[Opening EXERCISE MATERIALS section]

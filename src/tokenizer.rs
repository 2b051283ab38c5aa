//! Single-pass tokenizer for rule source text
//!
//! At every scan position the rules are tried in a fixed order and the first
//! one that matches wins:
//!
//! 1. line comment `// ...`
//! 2. block comment `/* ... */`
//! 3. keyword (`rule`, `meta`, `strings`, `condition`, `import`, `include`)
//! 4. boolean constant (`true`, `false`)
//! 5. quoted string, up to the next `"` on the same line
//! 6. variable reference `$identifier`
//! 7. single-character delimiter
//! 8. integer literal
//!
//! Anything else (whitespace, bare identifiers, stray characters) is skipped
//! one character at a time and never emitted.

use crate::types::{Token, TokenKind};

/// Rule language keywords
pub const KEYWORDS: &[&str] = &["rule", "meta", "strings", "condition", "import", "include"];

/// Boolean constants
pub const CONSTANTS: &[&str] = &["true", "false"];

/// Characters emitted as single-character delimiters
pub const DELIMITERS: &[char] = &[
    '{', '}', '[', ']', '(', ')', '<', '>', '!', '=', '+', '-', '*', '/', '%', ',', '.', ':', ';',
];

/// Tokenize `text` with the default rules
pub fn tokenize(text: &str) -> Vec<Token> {
    Tokenizer::new().tokenize(text)
}

/// Tokenizer settings
#[derive(Debug, Clone, Copy, Default)]
pub struct Tokenizer {
    escape_aware_strings: bool,
}

impl Tokenizer {
    pub fn new() -> Self {
        Self::default()
    }

    /// Let a backslash inside a quoted string escape the next character
    pub fn with_escape_aware_strings(mut self, enabled: bool) -> Self {
        self.escape_aware_strings = enabled;
        self
    }

    /// Lazily scan `text`
    pub fn tokens<'a>(&self, text: &'a str) -> Tokens<'a> {
        Tokens {
            text,
            pos: 0,
            escape_aware_strings: self.escape_aware_strings,
        }
    }

    /// Scan `text` into a token vector
    pub fn tokenize(&self, text: &str) -> Vec<Token> {
        let tokens: Vec<Token> = self.tokens(text).collect();
        tracing::trace!(len = text.len(), tokens = tokens.len(), "tokenized");
        tokens
    }
}

/// Iterator over the tokens of a text
#[derive(Debug, Clone)]
pub struct Tokens<'a> {
    text: &'a str,
    pos: usize,
    escape_aware_strings: bool,
}

impl Iterator for Tokens<'_> {
    type Item = Token;

    fn next(&mut self) -> Option<Token> {
        while self.pos < self.text.len() {
            let start = self.pos;
            if let Some((kind, end)) = self.match_at(start) {
                self.pos = end;
                return Some(Token::new(kind, &self.text[start..end], start, end));
            }
            // Unrecognised character: skip it
            let ch = self.text[start..].chars().next()?;
            self.pos += ch.len_utf8();
        }
        None
    }
}

impl Tokens<'_> {
    /// Try every rule at `pos` in priority order
    fn match_at(&self, pos: usize) -> Option<(TokenKind, usize)> {
        let rest = &self.text[pos..];

        if rest.starts_with("//") {
            let end = rest.find(['\n', '\r']).unwrap_or(rest.len());
            return Some((TokenKind::Comment, pos + end));
        }

        if rest.starts_with("/*") {
            if let Some(close) = rest[2..].find("*/") {
                return Some((TokenKind::Comment, pos + 2 + close + 2));
            }
        }

        if let Some(word) = self.word_at(pos) {
            if KEYWORDS.contains(&word) {
                return Some((TokenKind::Keyword, pos + word.len()));
            }
            if CONSTANTS.contains(&word) {
                return Some((TokenKind::Constant, pos + word.len()));
            }
        }

        if rest.starts_with('"') {
            if let Some(len) = self.string_len(rest) {
                return Some((TokenKind::String, pos + len));
            }
        }

        if let Some(len) = variable_len(rest) {
            return Some((TokenKind::Variable, pos + len));
        }

        let first = rest.chars().next()?;
        if DELIMITERS.contains(&first) {
            return Some((TokenKind::Delimiter, pos + first.len_utf8()));
        }

        if let Some(word) = self.word_at(pos) {
            if word.bytes().all(|b| b.is_ascii_digit()) {
                return Some((TokenKind::Number, pos + word.len()));
            }
        }

        None
    }

    /// Whole word starting at `pos`, only if `pos` sits on a word boundary
    fn word_at(&self, pos: usize) -> Option<&str> {
        let bytes = self.text.as_bytes();
        if pos > 0 && is_word_byte(bytes[pos - 1]) {
            return None;
        }
        let len = bytes[pos..].iter().take_while(|b| is_word_byte(**b)).count();
        (len > 0).then(|| &self.text[pos..pos + len])
    }

    /// Length of the quoted string at the start of `rest`, including quotes
    fn string_len(&self, rest: &str) -> Option<usize> {
        let mut chars = rest.char_indices().skip(1);
        while let Some((i, ch)) = chars.next() {
            match ch {
                '"' => return Some(i + 1),
                '\n' | '\r' => return None,
                '\\' if self.escape_aware_strings => match chars.next() {
                    Some((_, '\n' | '\r')) | None => return None,
                    Some(_) => {}
                },
                _ => {}
            }
        }
        None
    }
}

/// Length of a `$identifier` reference at the start of `rest`
fn variable_len(rest: &str) -> Option<usize> {
    let bytes = rest.as_bytes();
    if bytes.first() != Some(&b'$') {
        return None;
    }
    match bytes.get(1) {
        Some(b) if b.is_ascii_alphabetic() || *b == b'_' => {}
        _ => return None,
    }
    let tail = bytes[2..].iter().take_while(|b| is_word_byte(**b)).count();
    Some(2 + tail)
}

fn is_word_byte(b: u8) -> bool {
    b.is_ascii_alphanumeric() || b == b'_'
}
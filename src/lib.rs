//! yara-assist: authoring assistance for YARA-style detection rules
//!
//! This library provides the analysis core behind a rule editor:
//! - a single-pass tokenizer for syntax highlighting
//! - section-aware completion with variable discovery
//! - structural and semantic diagnostics
//!
//! Every operation is a pure function of the document text (and cursor
//! position), so results can be recomputed on each keystroke.
//!
//! # Example
//!
//! ```
//! use yara_assist::{complete, lint, tokenize, Severity};
//!
//! let source = "rule r {\n  strings:\n    $a = \"x\"\n  condition:\n    $b\n}";
//!
//! assert!(!tokenize(source).is_empty());
//!
//! let errors: Vec<_> = lint(source)
//!     .into_iter()
//!     .filter(|d| d.severity == Severity::Error)
//!     .collect();
//! assert_eq!(errors[0].message, "Undefined variable $b in condition");
//!
//! let items = complete(source, 2, 11);
//! assert_eq!(items[0].label, "$string_variable");
//! ```

pub mod completions;
pub mod config;
mod diagnostics;
mod language;
pub mod providers;
mod section;
mod store;
mod tokenizer;
mod types;
pub mod validators;
mod variables;

pub use completions::{placeholders, Placeholder};
pub use config::{ConfigError, EngineConfig, VariableDefinitions};
pub use diagnostics::{count, lint, Linter};
pub use language::{
    language_configuration, CharPair, CommentSyntax, LanguageConfiguration, FILE_EXTENSIONS,
    LANGUAGE_ID, TRIGGER_CHARACTERS,
};
pub use providers::{
    Analyzer, CompletionProvider, DiagnosticsProvider, FullProvider, LanguageInfo, TokenProvider,
};
pub use section::{locate_section, section_for_prefix};
pub use store::{RuleEntry, RuleStore, StoreError};
pub use tokenizer::{tokenize, Tokenizer, Tokens, CONSTANTS, DELIMITERS, KEYWORDS};
pub use types::{
    offset_at, offset_to_position, CompletionItem, CompletionKind, Diagnostic, LineIndex, Position,
    Range, Section, Severity, Token, TokenKind,
};
pub use variables::{find_variables, unique_variables, VariableRef};

/// Completions at a cursor position (line and column are 1-based) with the
/// default settings
pub fn complete(source: &str, line: u32, column: u32) -> Vec<CompletionItem> {
    let section = locate_section(source, line, column);
    completions::get_completions(section, source, &config::CompletionSettings::default())
}
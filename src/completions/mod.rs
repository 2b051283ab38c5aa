//! Completion providers

mod sections;
pub mod snippets;
mod variables;

pub use sections::complete_section;
pub use snippets::{placeholders, Placeholder};
pub use variables::complete_variables;

use crate::config::CompletionSettings;
use crate::types::{CompletionItem, Section};

/// Get completions for a section: section templates first, then every
/// variable referenced anywhere in `source`
pub fn get_completions(
    section: Section,
    source: &str,
    settings: &CompletionSettings,
) -> Vec<CompletionItem> {
    let mut completions = complete_section(section);

    if settings.include_variables {
        completions.extend(complete_variables(source));
    }

    // 0 = unlimited
    if settings.max_completions > 0 {
        completions.truncate(settings.max_completions);
    }

    completions
}

#[cfg(test)]
mod tests {
    use super::*;
    use crate::types::CompletionKind;

    #[test]
    fn test_section_items_come_first() {
        let completions = get_completions(
            Section::Strings,
            "$b = \"1\" $a = \"2\" $b",
            &CompletionSettings::default(),
        );
        let labels: Vec<_> = completions.iter().map(|c| c.label.as_str()).collect();

        assert_eq!(labels, vec!["$string_variable", "$regex_string", "$b", "$a"]);
    }

    #[test]
    fn test_variables_can_be_disabled() {
        let settings = CompletionSettings {
            include_variables: false,
            ..CompletionSettings::default()
        };
        let completions = get_completions(Section::Root, "$a", &settings);

        assert_eq!(completions.len(), 1);
        assert_eq!(completions[0].kind, CompletionKind::Snippet);
    }

    #[test]
    fn test_completions_limit() {
        let settings = CompletionSettings {
            max_completions: 2,
            ..CompletionSettings::default()
        };
        let completions = get_completions(Section::Meta, "$a $b $c", &settings);

        assert_eq!(completions.len(), 2);
        assert_eq!(completions[1].label, "author");
    }
}
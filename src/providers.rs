//! Capability traits for host-editor adapters
//!
//! An adapter implements whatever host API is in use on top of these traits;
//! nothing in this crate references the host itself.

use crate::completions::get_completions;
use crate::config::EngineConfig;
use crate::diagnostics::Linter;
use crate::language::{
    language_configuration, LanguageConfiguration, FILE_EXTENSIONS, LANGUAGE_ID,
    TRIGGER_CHARACTERS,
};
use crate::section::locate_section;
use crate::tokenizer::Tokenizer;
use crate::types::{CompletionItem, Diagnostic, Token};

/// Metadata about the language an adapter serves
pub trait LanguageInfo: Send + Sync {
    /// Language id
    fn name(&self) -> &str;

    /// File extensions this provider handles (e.g., [".yar"])
    fn file_extensions(&self) -> &[&str];

    /// Characters that trigger completion
    fn trigger_characters(&self) -> &[char];

    /// Brackets, comments and auto-closing pairs
    fn language_configuration(&self) -> LanguageConfiguration;
}

/// Provides tokens for syntax highlighting
pub trait TokenProvider: Send + Sync {
    fn tokens(&self, source: &str) -> Vec<Token>;
}

/// Provides code completion (line and column are 1-based)
pub trait CompletionProvider: Send + Sync {
    fn complete(&self, source: &str, line: u32, column: u32) -> Vec<CompletionItem>;
}

/// Provides diagnostics (linting)
pub trait DiagnosticsProvider: Send + Sync {
    fn diagnose(&self, source: &str) -> Vec<Diagnostic>;
}

/// Combined trait for a full-featured provider
pub trait FullProvider:
    LanguageInfo + TokenProvider + CompletionProvider + DiagnosticsProvider
{
}

// Auto-implement FullProvider for any type that implements all traits
impl<T> FullProvider for T where
    T: LanguageInfo + TokenProvider + CompletionProvider + DiagnosticsProvider
{
}

/// The analysis engine, configured once and shared across documents.
///
/// Holds no per-document state, so one instance can serve concurrent callers.
pub struct Analyzer {
    config: EngineConfig,
    tokenizer: Tokenizer,
    linter: Linter,
}

impl Analyzer {
    pub fn new(config: EngineConfig) -> Self {
        let tokenizer =
            Tokenizer::new().with_escape_aware_strings(config.lint.escape_aware_strings);
        let linter = Linter::new(&config.lint);
        Self {
            config,
            tokenizer,
            linter,
        }
    }

    pub fn config(&self) -> &EngineConfig {
        &self.config
    }

    pub fn tokenize(&self, source: &str) -> Vec<Token> {
        self.tokenizer.tokenize(source)
    }

    pub fn complete(&self, source: &str, line: u32, column: u32) -> Vec<CompletionItem> {
        let section = locate_section(source, line, column);
        let completions = get_completions(section, source, &self.config.completion);
        tracing::debug!(
            line,
            column,
            section = section.as_str(),
            items = completions.len(),
            "completed"
        );
        completions
    }

    pub fn lint(&self, source: &str) -> Vec<Diagnostic> {
        self.linter.lint(source)
    }
}

impl Default for Analyzer {
    fn default() -> Self {
        Self::new(EngineConfig::default())
    }
}

impl LanguageInfo for Analyzer {
    fn name(&self) -> &str {
        LANGUAGE_ID
    }

    fn file_extensions(&self) -> &[&str] {
        FILE_EXTENSIONS
    }

    fn trigger_characters(&self) -> &[char] {
        TRIGGER_CHARACTERS
    }

    fn language_configuration(&self) -> LanguageConfiguration {
        language_configuration()
    }
}

impl TokenProvider for Analyzer {
    fn tokens(&self, source: &str) -> Vec<Token> {
        self.tokenize(source)
    }
}

impl CompletionProvider for Analyzer {
    fn complete(&self, source: &str, line: u32, column: u32) -> Vec<CompletionItem> {
        Analyzer::complete(self, source, line, column)
    }
}

impl DiagnosticsProvider for Analyzer {
    fn diagnose(&self, source: &str) -> Vec<Diagnostic> {
        self.lint(source)
    }
}

#[cfg(test)]
mod tests {
    use super::*;
    use crate::config::CompletionSettings;
    use crate::types::Section;
    use crate::{complete, lint, tokenize};

    const SOURCE: &str = "rule r {\n  strings:\n    $a = \"x\"\n  condition:\n    $a and $b\n";

    fn full(provider: &dyn FullProvider, source: &str) -> (usize, usize, usize) {
        (
            provider.tokens(source).len(),
            provider.complete(source, 2, 11).len(),
            provider.diagnose(source).len(),
        )
    }

    #[test]
    fn test_default_analyzer_matches_free_functions() {
        let analyzer = Analyzer::default();

        assert_eq!(analyzer.tokens(SOURCE), tokenize(SOURCE));
        assert_eq!(
            CompletionProvider::complete(&analyzer, SOURCE, 2, 11),
            complete(SOURCE, 2, 11)
        );
        assert_eq!(analyzer.diagnose(SOURCE), lint(SOURCE));
    }

    #[test]
    fn test_usable_as_trait_object() {
        let analyzer = Analyzer::default();
        let (tokens, completions, diagnostics) = full(&analyzer, SOURCE);

        assert!(tokens > 0);
        assert_eq!(completions, 4);
        assert_eq!(diagnostics, 3);
    }

    #[test]
    fn test_language_info() {
        let analyzer = Analyzer::default();

        assert_eq!(analyzer.name(), "yaraL2");
        assert!(analyzer.file_extensions().contains(&".yar"));
        assert_eq!(analyzer.trigger_characters().len(), 6);
        assert_eq!(analyzer.language_configuration().brackets.len(), 3);
    }

    #[test]
    fn test_config_flows_into_completion() {
        let config = EngineConfig {
            completion: CompletionSettings {
                include_variables: false,
                ..CompletionSettings::default()
            },
            ..EngineConfig::default()
        };
        let analyzer = Analyzer::new(config);
        let completions = analyzer.complete(SOURCE, 2, 11);

        assert_eq!(locate_section(SOURCE, 2, 11), Section::Strings);
        assert_eq!(completions.len(), 2);
    }

    #[test]
    fn test_analyzer_is_shareable_across_threads() {
        let analyzer = std::sync::Arc::new(Analyzer::default());
        let handles: Vec<_> = (0..4)
            .map(|_| {
                let analyzer = analyzer.clone();
                std::thread::spawn(move || analyzer.lint(SOURCE).len())
            })
            .collect();

        for handle in handles {
            assert_eq!(handle.join().unwrap(), 3);
        }
    }
}
//! Placeholder markers inside snippet templates
//!
//! Templates use `${index:default}` (or bare `$index`) markers; `\` escapes the
//! next character. Expansion is left to the host editor.

use serde::Serialize;

/// A tab stop inside an insert template
#[derive(Debug, Clone, PartialEq, Eq, Serialize)]
pub struct Placeholder {
    pub index: u32,
    pub default: String,
}

/// Placeholders in `template`, in source order
pub fn placeholders(template: &str) -> Vec<Placeholder> {
    let mut found = Vec::new();
    let mut chars = template.chars().peekable();

    while let Some(ch) = chars.next() {
        match ch {
            '\\' => {
                chars.next();
            }
            '$' => {
                if chars.peek() == Some(&'{') {
                    chars.next();
                    let index = take_digits(&mut chars);
                    let Some(index) = index else { continue };
                    let mut default = String::new();
                    if chars.peek() == Some(&':') {
                        chars.next();
                        while let Some(c) = chars.next() {
                            match c {
                                '}' => break,
                                '\\' => default.extend(chars.next()),
                                _ => default.push(c),
                            }
                        }
                    } else if chars.peek() == Some(&'}') {
                        chars.next();
                    } else {
                        continue;
                    }
                    found.push(Placeholder { index, default });
                } else if let Some(index) = take_digits(&mut chars) {
                    found.push(Placeholder {
                        index,
                        default: String::new(),
                    });
                }
            }
            _ => {}
        }
    }

    found
}

fn take_digits(chars: &mut std::iter::Peekable<std::str::Chars<'_>>) -> Option<u32> {
    let mut digits = String::new();
    while let Some(c) = chars.peek().copied().filter(char::is_ascii_digit) {
        digits.push(c);
        chars.next();
    }
    digits.parse().ok()
}

#[cfg(test)]
mod tests {
    use super::*;

    fn placeholder(index: u32, default: &str) -> Placeholder {
        Placeholder {
            index,
            default: default.to_string(),
        }
    }

    #[test]
    fn test_placeholders_with_defaults() {
        assert_eq!(
            placeholders("author = \"${1:author}\" ${2:x}"),
            vec![placeholder(1, "author"), placeholder(2, "x")]
        );
    }

    #[test]
    fn test_bare_tab_stops() {
        assert_eq!(
            placeholders("$1 and ${2}"),
            vec![placeholder(1, ""), placeholder(2, "")]
        );
    }

    #[test]
    fn test_escaped_dollar_is_literal() {
        assert_eq!(
            placeholders("\\$${1:name} = \\$2"),
            vec![placeholder(1, "name")]
        );
    }

    #[test]
    fn test_variable_names_are_not_placeholders() {
        assert!(placeholders("$a and $string_name").is_empty());
    }

    #[test]
    fn test_escaped_brace_in_default() {
        assert_eq!(placeholders("${1:a\\}b}"), vec![placeholder(1, "a}b")]);
    }
}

[Closing EXERCISE MATERIALS section]

● **INSTRUCTIONS FOR THE TASK**: Locate the word "TokenProvider" in the records and collect each line it appears in.

● **SOLUTION**:
    Analyzer, CompletionProvider, DiagnosticsProvider, FullProvider, LanguageInfo, TokenProvider,
pub trait TokenProvider: Send + Sync {
    LanguageInfo + TokenProvider + CompletionProvider + DiagnosticsProvider
    T: LanguageInfo + TokenProvider + CompletionProvider + DiagnosticsProvider
impl TokenProvider for Analyzer {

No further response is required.